Questions about performance testing
Hello, I encountered some issues while conducting performance testing. I reviewed previous issues, but they did not resolve my problem. Could you please help me with a detailed explanation? I would greatly appreciate it.
I have implemented a simple HTTP proxy using Nginx (OpenResty and Nginx-Rust) and Pingora. Below is the code I have implemented based on the example [modify_response]:
pub struct Json2Yaml {
addr: std::net::SocketAddr,
}
impl ProxyHttp for Json2Yaml {
type CTX = MyCtx;
fn new_ctx(&self) -> Self::CTX {
MyCtx { buffer: vec![] }
}
async fn upstream_peer(
&self,
_session: &mut Session,
_ctx: &mut Self::CTX,
) -> Result<Box<HttpPeer>> {
let peer = Box::new(HttpPeer::new(self.addr, false, "".to_string()));
Ok(peer)
}
}
fn main() {
env_logger::init();
let opt = Opt::parse();
let mut my_server = Server::new(Some(opt)).unwrap();
my_server.bootstrap();
let mut my_proxy = pingora_proxy::http_proxy_service(
&my_server.configuration,
Json2Yaml {
// hardcode the IP of ip.jsontest.com for now
addr: ("172.24.1.1", 80)
.to_socket_addrs()
.unwrap()
.next()
.unwrap(),
},
);
my_proxy.add_tcp("0.0.0.0:6191");
my_server.add_service(my_proxy);
my_server.run_forever();
}
config:
---
version: 1
threads: 8
My testing was conducted on an Ubuntu system with 8 cores and 16 GB of MEM. Nginx started 8 worker processes.
1. Using wrk for testing:
wrk -t10 -c1000 -d30s http://172.24.1.2:6191
The result of Nginx:
Thread Stats Avg Stdev Max +/- Stdev
Latency 206.88ms 307.06ms 1.88s 81.37%
Req/Sec 3.02k 1.07k 9.78k 74.21%
903397 requests in 30.10s, 4.27GB read
Socket errors: connect 0, read 0, write 0, timeout 748
Requests/sec: 30014.11
Transfer/sec: 145.21MB
The total CPU usage is around 50%, and the memory usage of each worker can be ignored.
The result of Pingora:
Thread Stats Avg Stdev Max +/- Stdev
Latency 180.33ms 288.71ms 1.81s 83.00%
Req/Sec 2.99k 0.87k 5.78k 67.27%
893573 requests in 30.02s, 4.22GB read
Socket errors: connect 0, read 0, write 0, timeout 795
Requests/sec: 29766.67
Transfer/sec: 144.01MB
The total CPU usage is around 70%, and the memory usage increases by 0.3% after each test (0->0.9->1.2).
-
Q1: In terms of throughput, Nginx performs slightly better than Pingora, while Pingora shows slightly lower latency compared to Nginx. (Isn't that a bit strange?) Overall, the overall conclusion is that the differences between the two are not significant. Does this align with your expectations?
-
Q2: In terms of CPU usage, the overhead of Pingora is significantly greater than that of Nginx. Is this in line with your expectations? Regarding memory, I’ve noticed that memory usage increases after each test and does not recover. Could this indicate a memory leak?
2. Using ab for testing:
ab -n 10000 -c 100 http://172.24.1.2:6191/
When I perform testing with ab, Pingora times out:
Benchmarking 172.24.19.185 (be patient)
apr_pollset_poll: The timeout specified has expired (70007)

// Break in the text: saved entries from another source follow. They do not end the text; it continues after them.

//! End-to-end checks of load -> shape -> figure on small on-disk tables.

use std::fs;
use std::path::{Path, PathBuf};

use defaidx::figure;
use defaidx::shaping::{self, SpendingPolicy};
use defaidx::{DataError, load_dataset, load_metadata};
use tempfile::TempDir;

const DATASET: &str = "\
Country,Year,Continent,Defense_USD,GDP,Defense_Share_GDP,Notes
United States,2000,North America,300,10000,3.0,x
United States,2001,North America,330,10500,3.1,
China,2000,Asia,20,1200,1.7,
China,2001,Asia,25,1300,1.9,
France,2000,Europe,35,1400,2.5,
France,2001,Europe,NA,1500,..,
Kenya,2000,Africa,0,15,0.0,
Kenya,2001,Africa,-4,16,,
Atlantis,2000,,5,50,10.0,
,2000,Europe,1,1,1,
Narnia,year two,Europe,1,1,1,
";

const COORDINATES: &str = "\
country\tAlpha-3\tLatitude\tLongitude
France\tFRA\t46.2276\t2.2137
United States\tUSA\t37.0902\t-95.7129
China\tCHN\t35.8617\t104.1954
France\tXXX\t0\t0
";

fn write(dir: &TempDir, name: &str, contents: &str) -> PathBuf {
    let path = dir.path().join(name);
    fs::write(&path, contents).expect("write fixture");
    path
}

#[test]
fn loader_coerces_and_drops_rows() {
    let dir = TempDir::new().unwrap();
    let dataset = load_dataset(write(&dir, "merged.csv", DATASET)).unwrap();

    // blank country and unparsable year
    assert_eq!(dataset.dropped, 2);
    assert_eq!(dataset.rows.len(), 9);

    let france_2001 = dataset
        .rows
        .iter()
        .find(|r| r.country == "France" && r.year == 2001)
        .unwrap();
    assert_eq!(france_2001.defense_usd, None);
    assert_eq!(france_2001.defense_share_gdp, None);
    assert_eq!(france_2001.gdp, Some(1500.0));

    let kenya_2001 = dataset
        .rows
        .iter()
        .find(|r| r.country == "Kenya" && r.year == 2001)
        .unwrap();
    assert_eq!(kenya_2001.defense_usd, None);

    let atlantis = dataset.rows.iter().find(|r| r.country == "Atlantis").unwrap();
    assert_eq!(atlantis.continent, None);
}

#[test]
fn charts_shape_from_loaded_rows() {
    let dir = TempDir::new().unwrap();
    let dataset = load_dataset(write(&dir, "merged.csv", DATASET)).unwrap();
    let rows = &dataset.rows;

    // Atlantis has no continent and never reaches a continental total
    let totals = shaping::continental_time_sum(rows, SpendingPolicy::Recorded).unwrap();
    let africa_2000 = totals
        .iter()
        .find(|t| t.continent == "Africa" && t.year == 2000)
        .unwrap();
    assert_eq!(africa_2000.total, 0.0);
    let positive = shaping::continental_time_sum(rows, SpendingPolicy::Positive).unwrap();
    assert!(positive.iter().all(|t| t.continent != "Africa"));

    let ranked = shaping::top_spenders(rows, 2).unwrap();
    let leaders_2000: Vec<(&str, usize)> = ranked
        .iter()
        .filter(|r| r.year == 2000)
        .map(|r| (r.country.as_str(), r.rank))
        .collect();
    assert_eq!(leaders_2000, vec![("United States", 1), ("France", 2)]);

    let scatter = shaping::scatter_excluding_major_powers(rows).unwrap();
    assert!(
        scatter
            .iter()
            .all(|p| p.country != "United States" && p.country != "China")
    );

    let indexed = shaping::indexed_trend(rows, "China").unwrap();
    assert_eq!(indexed.base_year, 2000);
    assert_eq!(indexed.points[1].defense_index, Some(125.0));

    // zero base spending: the defense line cannot be indexed
    let kenya = shaping::indexed_trend(rows, "Kenya").unwrap();
    assert!(!kenya.defense_computable());

    assert!(shaping::country_trend(rows, &["Nowhere"]).is_none());
    assert_eq!(shaping::year_span(rows), Some((2000, 2001)));
}

#[test]
fn north_america_coded_na_survives_loading() {
    let dir = TempDir::new().unwrap();
    let path = write(
        &dir,
        "merged.csv",
        "Country,Year,Continent,Defense_USD,GDP,Defense_Share_GDP\n\
         USA,2000,NA,500000,10000000,5.0\n\
         France,2000,EU,40000,1300000,3.1\n",
    );
    let dataset = load_dataset(&path).unwrap();

    let totals = shaping::continental_time_sum(&dataset.rows, SpendingPolicy::Recorded).unwrap();
    let by_continent: Vec<(&str, f64)> = totals
        .iter()
        .map(|t| (t.continent.as_str(), t.total))
        .collect();
    assert_eq!(by_continent, vec![("EU", 40000.0), ("NA", 500000.0)]);

    let ranked = shaping::top_spenders(&dataset.rows, shaping::TOP_SPENDERS).unwrap();
    let ranks: Vec<(&str, usize)> = ranked.iter().map(|r| (r.country.as_str(), r.rank)).collect();
    assert_eq!(ranks, vec![("USA", 1), ("France", 2)]);
}

#[test]
fn shaped_years_stay_within_the_loaded_span() {
    let dir = TempDir::new().unwrap();
    let path = write(
        &dir,
        "merged.csv",
        "Country,Year,Continent,Defense_USD,GDP,Defense_Share_GDP\n\
         Chile,1992.0,South America,10,100,1.0\n\
         Chile,1993,South America,12,110,1.1\n\
         Chile,19x4,South America,13,120,1.1\n\
         Chile,1994.5,South America,13,120,1.1\n\
         Peru,1993,South America,7,90,0.8\n",
    );
    let dataset = load_dataset(&path).unwrap();
    let rows = &dataset.rows;

    assert_eq!(dataset.dropped, 2);
    assert_eq!(rows[0].year, 1992);
    let (first, last) = shaping::year_span(rows).unwrap();
    assert_eq!((first, last), (1992, 1993));

    let mut years: Vec<i32> = Vec::new();
    years.extend(shaping::world_share_frame(rows).unwrap().iter().map(|p| p.year));
    years.extend(shaping::scatter_excluding_major_powers(rows).unwrap().iter().map(|p| p.year));
    years.extend(
        shaping::continental_time_sum(rows, SpendingPolicy::Recorded)
            .unwrap()
            .iter()
            .map(|t| t.year),
    );
    years.extend(shaping::top_spenders(rows, 20).unwrap().iter().map(|r| r.year));
    years.extend(shaping::indexed_trend(rows, "Chile").unwrap().points.iter().map(|p| p.year));
    years.extend(shaping::country_trend(rows, &["Chile", "Peru"]).unwrap().iter().map(|p| p.year));

    assert!(!years.is_empty());
    assert!(years.iter().all(|y| (first..=last).contains(y)), "years {:?}", years);
}

#[test]
fn choropleth_hover_codes_come_from_metadata() {
    let dir = TempDir::new().unwrap();
    let dataset = load_dataset(write(&dir, "merged.csv", DATASET)).unwrap();
    let metadata = load_metadata(write(&dir, "coords.tsv", COORDINATES)).unwrap();

    // first occurrence wins for duplicated countries
    assert_eq!(metadata.iso3("France"), Some("FRA"));

    let frame = shaping::world_share_frame(&dataset.rows).unwrap();
    let fig = figure::choropleth_map(&frame, &metadata).unwrap();
    assert!(fig.is_animated());

    let first = &fig.data[0];
    let locations = first["locations"].as_array().unwrap();
    let codes = first["customdata"].as_array().unwrap();
    for (location, code) in locations.iter().zip(codes) {
        let expected = match location.as_str().unwrap() {
            "France" => "FRA",
            "United States" => "USA",
            "China" => "CHN",
            _ => "N/A",
        };
        assert_eq!(code, expected);
    }
}

#[test]
fn metadata_without_iso3_names_the_concept() {
    let dir = TempDir::new().unwrap();
    let path = write(&dir, "coords.csv", "Country,lat,lon\nFrance,46.2,2.2\n");

    let err = load_metadata(&path).unwrap_err();
    assert!(matches!(err, DataError::UnresolvedHeader { .. }));
    assert!(err.to_string().contains("ISO3"));
}

#[test]
fn missing_and_unsupported_files_are_errors() {
    let dir = TempDir::new().unwrap();

    let missing = load_dataset(dir.path().join("absent.csv")).unwrap_err();
    assert!(matches!(missing, DataError::Io { .. }));
    assert!(missing.to_string().contains("absent.csv"));

    let parquet = write(&dir, "merged.parquet", "");
    assert!(matches!(
        load_dataset(Path::new(&parquet)).unwrap_err(),
        DataError::UnsupportedExtension(_)
    ));
}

The packet capture analysis is as follows:
It can be seen that a GET request was sent at the beginning, but Pingora did not return a response.
Nginx can be tested normally using the same command, and the packet capture shows that it responded properly.
ab is using HTTP/1.0, but after verification, this is not the cause of the problem.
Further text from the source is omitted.